[4/4] doc: add a FAQ entry about syncing working trees

Message ID	20211020010624.675562-5-sandals@crustytoothpaste.net (mailing list archive)
State	Superseded
Headers	show Return-Path: <git-owner@kernel.org> From: "brian m. carlson" <sandals@crustytoothpaste.net> To: <git@vger.kernel.org> Cc: Jeff King <peff@peff.net>, Johannes Schindelin <Johannes.Schindelin@gmx.de>, Derrick Stolee <dstolee@microsoft.com> Subject: [PATCH 4/4] doc: add a FAQ entry about syncing working trees Date: Wed, 20 Oct 2021 01:06:23 +0000 Message-Id: <20211020010624.675562-5-sandals@crustytoothpaste.net> In-Reply-To: <20211020010624.675562-1-sandals@crustytoothpaste.net> References: <20211020010624.675562-1-sandals@crustytoothpaste.net> MIME-Version: 1.0 Content-Transfer-Encoding: 8bit Precedence: bulk
Series	Additional FAQ entries \| expand [0/4] Additional FAQ entries [1/4] gitfaq: add advice on monorepos [2/4] gitfaq: add documentation on proxies [3/4] gitfaq: give advice on using eol attribute in gitattributes [4/4] doc: add a FAQ entry about syncing working trees

brian m. carlson Oct. 20, 2021, 1:06 a.m. UTC

Users very commonly want to sync their working tree across machines,
often to carry across in-progress work or stashes.  Despite this not
being a recommended approach, users want to do it and are not dissuaded
by suggestions not to, so let's recommend a sensible technique.

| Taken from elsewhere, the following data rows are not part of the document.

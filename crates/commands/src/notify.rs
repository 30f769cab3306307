use {
    adrift_store::types::{MessageRecord, NewMessage},
    async_trait::async_trait,
};

/// Outbound seam for cross-platform notifications. The relay dispatcher
/// implements this; the interpreter only hands it a delivery request and
/// never inspects the outcome beyond logging.
#[async_trait]
pub trait RelaySink: Send + Sync {
    async fn relay(&self, message: NewMessage) -> anyhow::Result<MessageRecord>;
}
//! Nostr channel adapter: encrypted-DM polling over a relay connection.
//! Every inbound DM is a command; the only filter is the bot's own events.

pub mod adapter;
pub mod config;

pub use {adapter::NostrAdapter, config::NostrConfig};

The technique that many users are using is their preferred cloud syncing
service, which is a bad idea.  Users have reported problems where they
end up with duplicate files that won't go away (with names like "file.c
2"), broken references, oddly named references that have date stamps
appended to them, missing objects, and general corruption and data loss.
That's because almost all of these tools sync file by file, which is a
great technique if your project is a single word processing document or
spreadsheet, but is utterly abysmal for Git repositories because they
don't necessarily snapshot the entire repository correctly.  They also
tend to sync the files immediately instead of when the repository is
quiescent, so writing multiple files, as occurs during a commit or a gc,
can confuse the tools and lead to corruption.

We know that the old standby, rsync, is up to the task, provided that
the repository is quiescent, so let's suggest that and dissuade people
from using cloud syncing tools.  Let's tell people about common things
they should be aware of before doing this and that this is still
potentially risky.  Additionally, let's tell people that Git's security
model does not permit sharing working trees across users in case they
planned to do that.  While we'd still prefer users didn't try to do
this, hopefully this will lead them in a safer direction.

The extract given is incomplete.